The church was restored in 1874 but the restoration was carried out locally without the supervision of an architect. The work was superintended by the Reverend A H Cummings, who employed the village mason, carpenter, blacksmith and glazier. The north wall was taken down and rebuilt. The roof of the north aisle was repaired and boarded inside, and enriched with carved oak bosses. The roofs of the nave, chancel and Bochym aisle were re-constructed. The church was reseated and the windows were re-glazed with Cathedral glass. The expense of the restoration of the Bochym aisle was borne by Richard and Sydney Davey of Bochym, and the entire cost of the works was £900. It reopened on 23 July 1874.

===Sandys Wason===
From 1905 to 1920 the parishes of Cury and Gunwalloe were served by the Rev Sandys Wason as priest-in-charge. Father Wason was an Anglo-Catholic and unpopular with some parishioners; he wrote poems such as "Town" ("I met a clergymanly man, Prostrated in the Strand, He sucked a brace of oranges, One orange in each hand" is the first verse).
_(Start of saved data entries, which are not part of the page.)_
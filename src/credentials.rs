use std::fmt;

use crate::{AwsError, Result};

/// AWS access key pair, optionally with a session token for temporary credentials.
#[derive(Clone, PartialEq, Eq)]
pub struct Credentials {
    access_key_id: String,
    secret_access_key: String,
    session_token: Option<String>,
}

impl fmt::Debug for Credentials {
    fn fmt(&self, f: &mut fmt::Formatter<'_>) -> fmt::Result {
        f.debug_struct("Credentials")
            .field("access_key_id", &self.access_key_id)
            .field("secret_access_key", &"<redacted>")
            .field(
                "session_token",
                &self.session_token.as_ref().map(|_| "<redacted>"),
            )
            .finish()
    }
}

impl Credentials {
    pub fn new(access_key_id: impl Into<String>, secret_access_key: impl Into<String>) -> Self {
        Self {
            access_key_id: access_key_id.into(),
            secret_access_key: secret_access_key.into(),
            session_token: None,
        }
    }

    pub fn with_session_token(mut self, token: impl Into<String>) -> Self {
        self.session_token = Some(token.into());
        self
    }

    /// Reads credentials from the standard environment variables.
    ///
    /// Reads:
    /// - `AWS_ACCESS_KEY_ID`
    /// - `AWS_SECRET_ACCESS_KEY`
    /// - `AWS_SESSION_TOKEN` (optional)
    pub fn from_env() -> Result<Self> {
        let access_key_id = required_env("AWS_ACCESS_KEY_ID")?;
        let secret_access_key = required_env("AWS_SECRET_ACCESS_KEY")?;
        let session_token = std::env::var("AWS_SESSION_TOKEN")
            .ok()
            .filter(|token| !token.trim().is_empty());

        Ok(Self {
            access_key_id,
            secret_access_key,
            session_token,
        })
    }

    pub fn access_key_id(&self) -> &str {
        &self.access_key_id
    }

    pub(crate) fn secret_access_key(&self) -> &str {
        &self.secret_access_key
    }

    pub fn session_token(&self) -> Option<&str> {
        self.session_token.as_deref()
    }

    pub(crate) fn validate(&self) -> Result<()> {
        if self.access_key_id.trim().is_empty() {
            return Err(AwsError::Configuration("access key id is empty".to_owned()));
        }
        if self.access_key_id.contains('/') || self.access_key_id.contains(char::is_whitespace) {
            return Err(AwsError::Configuration(
                "access key id contains invalid characters".to_owned(),
            ));
        }
        if self.secret_access_key.trim().is_empty() {
            return Err(AwsError::Configuration(
                "secret access key is empty".to_owned(),
            ));
        }
        Ok(())
    }
}

fn required_env(name: &str) -> Result<String> {
    let value = std::env::var(name)
        .map_err(|_| AwsError::Configuration(format!("missing {name} environment variable")))?;
    if value.trim().is_empty() {
        return Err(AwsError::Configuration(format!("{name} is set but empty")));
    }
    Ok(value)
}

#[cfg(test)]
mod tests {
    use super::Credentials;
    use crate::AwsError;

    #[test]
    fn debug_redacts_secrets() {
        let credentials =
            Credentials::new("AKIDEXAMPLE", "super-secret").with_session_token("token-value");
        let debug = format!("{credentials:?}");
        assert!(debug.contains("AKIDEXAMPLE"));
        assert!(!debug.contains("super-secret"));
        assert!(!debug.contains("token-value"));
    }

    #[test]
    fn blank_keys_are_configuration_errors() {
        assert!(matches!(
            Credentials::new("", "secret").validate(),
            Err(AwsError::Configuration(_))
        ));
        assert!(matches!(
            Credentials::new("AKID", "  ").validate(),
            Err(AwsError::Configuration(_))
        ));
        assert!(matches!(
            Credentials::new("AK/ID", "secret").validate(),
            Err(AwsError::Configuration(_))
        ));
        assert!(Credentials::new("AKID", "secret").validate().is_ok());
    }
}
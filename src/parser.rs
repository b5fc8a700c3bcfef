// Streaming STOMP frame parser (keeps its state across arbitrary chunk boundaries)
use std::mem;

use crate::error::ProtocolError;
use crate::frame::Frame;
use crate::protocol::ProtocolVersion;

/// Where the parser currently is inside a frame.
#[derive(Debug, Clone, Copy, PartialEq, Eq)]
pub enum ParseState {
    /// Accumulating the command line
    Command,
    /// Accumulating a header line (or the blank line ending the headers)
    HeaderLine,
    /// Accumulating body bytes
    Body,
    /// A frame has just been emitted
    Completed,
}

/// Stateful parser fed with raw socket chunks.
///
/// Every call to [`FrameParser::feed`] consumes the whole chunk; bytes that
/// do not yet complete a frame are kept in the parser, so a command line,
/// header line, escape sequence or body may be split anywhere.
#[derive(Debug)]
pub struct FrameParser {
    version: ProtocolVersion,
    state: ParseState,
    line: Vec<u8>,
    frame: Frame,
    content_length: Option<usize>,
    body: Vec<u8>,
}

impl FrameParser {
    pub fn new(version: ProtocolVersion) -> Self {
        Self {
            version,
            state: ParseState::Command,
            line: Vec::new(),
            frame: Frame::default(),
            content_length: None,
            body: Vec::new(),
        }
    }

    pub fn version(&self) -> ProtocolVersion {
        self.version
    }

    /// Switch header unescaping rules. Takes effect from the next header line.
    pub fn set_version(&mut self, version: ProtocolVersion) {
        self.version = version;
    }

    pub fn state(&self) -> ParseState {
        self.state
    }

    /// True while a frame has been started but not finished.
    pub fn is_mid_frame(&self) -> bool {
        match self.state {
            ParseState::Command => !self.line.is_empty(),
            ParseState::HeaderLine | ParseState::Body => true,
            ParseState::Completed => false,
        }
    }

    /// Feed a chunk and return every frame it completes.
    ///
    /// A bare LF where a command is expected yields a heartbeat frame
    /// (`command == None`).
    pub fn feed(&mut self, input: &[u8]) -> Result<Vec<Frame>, ProtocolError> {
        let mut frames = Vec::new();
        let mut pos = 0usize;
        while pos < input.len() {
            if self.state == ParseState::Completed {
                self.state = ParseState::Command;
            }
            pos += match self.state {
                ParseState::Command => self.read_command(&input[pos..], &mut frames)?,
                ParseState::HeaderLine => self.read_header_line(&input[pos..])?,
                ParseState::Body => self.read_body(&input[pos..], &mut frames)?,
                ParseState::Completed => 0,
            };
        }
        Ok(frames)
    }

    fn read_command(&mut self, input: &[u8], frames: &mut Vec<Frame>) -> Result<usize, ProtocolError> {
        let Some(nl) = input.iter().position(|&b| b == b'\n') else {
            self.line.extend_from_slice(input);
            return Ok(input.len());
        };
        self.line.extend_from_slice(&input[..nl]);
        let line = mem::take(&mut self.line);
        if line.is_empty() {
            frames.push(Frame::heartbeat());
            self.state = ParseState::Completed;
        } else {
            let command = String::from_utf8(line)
                .map_err(|_| ProtocolError::InvalidUtf8("command".to_string()))?;
            self.frame = Frame::new(command);
            self.state = ParseState::HeaderLine;
        }
        Ok(nl + 1)
    }

    fn read_header_line(&mut self, input: &[u8]) -> Result<usize, ProtocolError> {
        let Some(nl) = input.iter().position(|&b| b == b'\n') else {
            self.line.extend_from_slice(input);
            return Ok(input.len());
        };
        self.line.extend_from_slice(&input[..nl]);
        let line = mem::take(&mut self.line);
        if line.is_empty() {
            self.content_length = match self.frame.headers.get("content-length") {
                Some(v) => Some(v.trim().parse::<usize>().map_err(|_| {
                    ProtocolError::MalformedFrame(format!("invalid content-length {:?}", v))
                })?),
                None => None,
            };
            self.state = ParseState::Body;
        } else {
            let colon = line
                .iter()
                .position(|&b| b == b':')
                .ok_or_else(|| ProtocolError::MalformedHeader(String::from_utf8_lossy(&line).into_owned()))?;
            let name = self.decode_header_part(&line[..colon], "header name")?;
            let value = self.decode_header_part(&line[colon + 1..], "header value")?;
            self.frame.headers.append(name, value);
        }
        Ok(nl + 1)
    }

    fn read_body(&mut self, input: &[u8], frames: &mut Vec<Frame>) -> Result<usize, ProtocolError> {
        match self.content_length {
            Some(len) => {
                let wanted = len - self.body.len();
                if input.len() <= wanted {
                    self.body.extend_from_slice(input);
                    return Ok(input.len());
                }
                self.body.extend_from_slice(&input[..wanted]);
                if input[wanted] != 0 {
                    return Err(ProtocolError::MalformedFrame(format!(
                        "expected NUL after {} body bytes, found 0x{:02x}",
                        len, input[wanted]
                    )));
                }
                frames.push(self.finish_frame());
                Ok(wanted + 1)
            }
            None => match input.iter().position(|&b| b == 0) {
                Some(nul) => {
                    self.body.extend_from_slice(&input[..nul]);
                    frames.push(self.finish_frame());
                    Ok(nul + 1)
                }
                None => {
                    self.body.extend_from_slice(input);
                    Ok(input.len())
                }
            },
        }
    }

    fn finish_frame(&mut self) -> Frame {
        let mut frame = mem::take(&mut self.frame);
        let body = mem::take(&mut self.body);
        if !body.is_empty() || self.content_length.is_some() {
            frame.body = Some(body);
        }
        self.content_length = None;
        self.state = ParseState::Completed;
        frame
    }

    fn decode_header_part(&self, raw: &[u8], what: &str) -> Result<String, ProtocolError> {
        let bytes = match self.version {
            ProtocolVersion::V1_0 => raw.to_vec(),
            ProtocolVersion::V1_1 => unescape_header_value(raw)?,
        };
        String::from_utf8(bytes).map_err(|_| ProtocolError::InvalidUtf8(what.to_string()))
    }
}

/// Unescape a STOMP 1.1 header name or value.
///
/// Recognised sequences are `\\`, `\c` and `\n`. Anything else after a
/// backslash, including end of input, is an error.
pub fn unescape_header_value(input: &[u8]) -> Result<Vec<u8>, ProtocolError> {
    let mut out = Vec::with_capacity(input.len());
    let mut iter = input.iter();
    while let Some(&b) = iter.next() {
        if b != b'\\' {
            out.push(b);
            continue;
        }
        match iter.next() {
            Some(b'\\') => out.push(b'\\'),
            Some(b'c') => out.push(b':'),
            Some(b'n') => out.push(b'\n'),
            Some(&other) => {
                return Err(ProtocolError::InvalidHeaderEscapeSequence(format!(
                    "\\{}",
                    other as char
                )));
            }
            None => {
                return Err(ProtocolError::InvalidHeaderEscapeSequence(
                    "\\ at end of header".to_string(),
                ));
            }
        }
    }
    Ok(out)
}

#[cfg(test)]
mod tests {
    use super::*;

    #[test]
    fn escape_split_across_chunks() {
        let mut p = FrameParser::new(ProtocolVersion::V1_1);
        assert!(p.feed(b"MESSAGE\nkey:a\\").unwrap().is_empty());
        assert!(p.is_mid_frame());
        let frames = p.feed(b"cb\n\n\0").unwrap();
        assert_eq!(frames.len(), 1);
        assert_eq!(frames[0].get_header("key"), Some("a:b"));
        assert!(!p.is_mid_frame());
    }

    #[test]
    fn empty_body_with_content_length_zero() {
        let mut p = FrameParser::new(ProtocolVersion::V1_0);
        let frames = p.feed(b"SEND\ncontent-length:0\n\n\0").unwrap();
        assert_eq!(frames[0].body, Some(Vec::new()));
    }
}
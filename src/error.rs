use thiserror::Error;

/// Wire-level parse failures. Any of these is fatal to the connection that
/// produced the bytes.
#[derive(Error, Debug, Clone, PartialEq, Eq)]
pub enum ProtocolError {
    /// A header line without a `:` separator
    #[error("malformed header line: {0:?}")]
    MalformedHeader(String),
    /// A STOMP 1.1 escape sequence other than `\\`, `\c` or `\n`
    #[error("invalid header escape sequence: {0:?}")]
    InvalidHeaderEscapeSequence(String),
    /// Frame structure violation (terminator mismatch, bad content-length)
    #[error("malformed frame: {0}")]
    MalformedFrame(String),
    /// Command or header bytes that are not UTF-8
    #[error("invalid utf8 in {0}")]
    InvalidUtf8(String),
}

/// Errors returned by `Connection` and `Client` operations.
#[derive(Error, Debug)]
pub enum ConnError {
    /// I/O-level error
    #[error("io error: {0}")]
    Io(#[from] std::io::Error),
    /// Protocol-level error
    #[error("protocol error: {0}")]
    Protocol(#[from] ProtocolError),
    /// The broker answered CONNECT with something other than CONNECTED
    #[error("connect failed: {0}")]
    ConnectFailed(String),
    /// The negotiated version is not one the client accepts
    #[error("unsupported protocol version: {0}")]
    UnsupportedProtocolVersion(String),
    /// A read or write made no progress within its timeout
    #[error("{0} timeout exceeded")]
    Timeout(&'static str),
    /// The peer closed the socket
    #[error("connection closed")]
    Closed,
    /// No open connection to write to
    #[error("not connected")]
    NotConnected,
    /// The negotiated protocol version has no such command
    #[error("{command} is not supported by STOMP {version}")]
    UnsupportedCommand {
        command: &'static str,
        version: &'static str,
    },
    /// A frame could not be built because a required header is missing
    #[error("missing required header: {0}")]
    MissingHeader(&'static str),
    /// Broker URI could not be parsed
    #[error("invalid broker uri: {0}")]
    InvalidUri(String),
    /// TLS configuration or handshake failure
    #[error("tls error: {0}")]
    Tls(String),
}

impl ConnError {
    /// Whether a failover layer should retry after this error. Command
    /// errors are caller mistakes and are not retried.
    pub fn is_retryable(&self) -> bool {
        !matches!(
            self,
            ConnError::UnsupportedCommand { .. }
                | ConnError::MissingHeader(_)
                | ConnError::InvalidUri(_)
        )
    }
}
use osmium_stomp::{
    ConnError, ConnectOptions, FailoverClient, FailoverError, FailoverEvent, TlsOptions,
    parse_failover_uri, parse_heartbeat_header,
};
use std::io::{self, Write};
use tokio::io::{AsyncBufReadExt, BufReader};
use tracing_subscriber::EnvFilter;

use super::args::Cli;
use super::commands::{CommandResult, Session, execute_command, print_help, subscribe};
use super::exit_codes;

/// Run the CLI in plain line mode
pub async fn run(cli: &Cli) -> Result<(), (String, u8)> {
    tracing_subscriber::fmt()
        .with_env_filter(EnvFilter::try_from_default_env().unwrap_or_else(|_| EnvFilter::new("warn")))
        .with_writer(io::stderr)
        .init();

    let (brokers, mut options) = parse_failover_uri(&cli.uri)
        .map_err(|e| (e.to_string(), exit_codes::USAGE_ERROR))?;
    let (cx, cy) = parse_heartbeat_header(&cli.heartbeat);
    let mut connect = ConnectOptions::new().heartbeats(cx, cy);
    if let Some(login) = &cli.login {
        connect = connect.login(login.as_str(), cli.passcode.as_str());
    }
    if cli.insecure {
        connect = connect.tls(TlsOptions::insecure());
    }
    options.connect = connect;
    if let Some(attempts) = cli.retry_attempts {
        options.retry_attempts = attempts;
    }

    let client = FailoverClient::from_uris(brokers, options)
        .map_err(|e| (e.to_string(), exit_codes::USAGE_ERROR))?;
    for event in [FailoverEvent::Connected, FailoverEvent::ConnectFailure, FailoverEvent::Lost] {
        client.on_failover(event, |event, message| {
            let now = chrono::Local::now().format("%H:%M:%S%.3f");
            match event {
                FailoverEvent::Connected => println!("[{}] Connected to {}", now, message),
                FailoverEvent::ConnectFailure => eprintln!("[{}] Connection attempt failed: {}", now, message),
                FailoverEvent::Lost => eprintln!("[{}] Connection lost, reconnecting...", now),
                FailoverEvent::RetriesExceeded => {}
            }
        });
    }

    println!("Connecting to {}...", cli.uri);
    tokio::select! {
        result = client.connect() => result.map_err(|e| format_connection_error(&e))?,
        _ = tokio::signal::ctrl_c() => {
            return Err(("Interrupted while connecting".to_string(), exit_codes::NETWORK_ERROR));
        }
    }

    let mut session = Session::default();
    for dest in &cli.subscribe {
        let id = subscribe(&client, dest).map_err(|msg| (msg, exit_codes::PROTOCOL_ERROR))?;
        println!("Subscribed to: {}", dest);
        session.subscriptions.push((dest.clone(), id));
    }

    println!();
    print_help();
    println!();

    let mut lines = BufReader::new(tokio::io::stdin()).lines();
    loop {
        print!("> ");
        let _ = io::stdout().flush();

        let line = tokio::select! {
            line = lines.next_line() => match line {
                Ok(Some(l)) => l,
                Ok(None) | Err(_) => break,
            },
            _ = tokio::signal::ctrl_c() => {
                println!();
                break;
            }
        };

        match execute_command(&line, &client, &mut session) {
            CommandResult::Ok => {}
            CommandResult::Info(msg) => println!("{}", msg),
            CommandResult::Error(msg) => eprintln!("{}", msg),
            CommandResult::Quit => break,
        }
    }

    println!("Disconnecting...");
    if let Err(e) = client.disconnect().await {
        tracing::debug!(error = %e, "disconnect did not complete cleanly");
    }
    Ok(())
}

/// Map a failed connect to a user-facing message and exit code.
fn format_connection_error(err: &FailoverError) -> (String, u8) {
    match err {
        FailoverError::Client(ConnError::ConnectFailed(message)) => (
            format!("Connection refused by broker: {}", message),
            exit_codes::AUTH_ERROR,
        ),
        FailoverError::Client(ConnError::Protocol(e)) => {
            (format!("Protocol error: {}", e), exit_codes::PROTOCOL_ERROR)
        }
        FailoverError::Client(ConnError::UnsupportedProtocolVersion(v)) => (
            format!("Broker negotiated unsupported version {}", v),
            exit_codes::PROTOCOL_ERROR,
        ),
        FailoverError::MaximumRetriesExceeded { attempts } => (
            format!("Could not connect after {} attempts", attempts),
            exit_codes::NETWORK_ERROR,
        ),
        other => (format!("Connection failed: {}", other), exit_codes::NETWORK_ERROR),
    }
}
He is notable for the controversy aroused by his ministry due to his practice of liturgical borrowing from the Roman Catholic Church and other aspects of it. The church members protested against the Anglo Catholic services which he conducted and wrote a resolution of protest to the Bishop of Truro to restore the services in the Book of Common Prayer. Though disciplined by successive bishops of Truro (Charles Stubbs and Winfrid Burrows) he persisted in his ways. He was turned out of his church by the Bishop, but he refused to vacate the vicarage and held services there. When at last the Bishop deprived him of ecclesiastical preferment in the diocese and of the living, the dispute reached an acute phase when the vicar refused to allow his Bishop to conduct services in his church. Eventually a group of his opponents ejected him from the parish by force and he took refuge at St Hilary with Bernard Walke. Subsequently, he carried on the business of Cope and Fenwick, publishers, in London.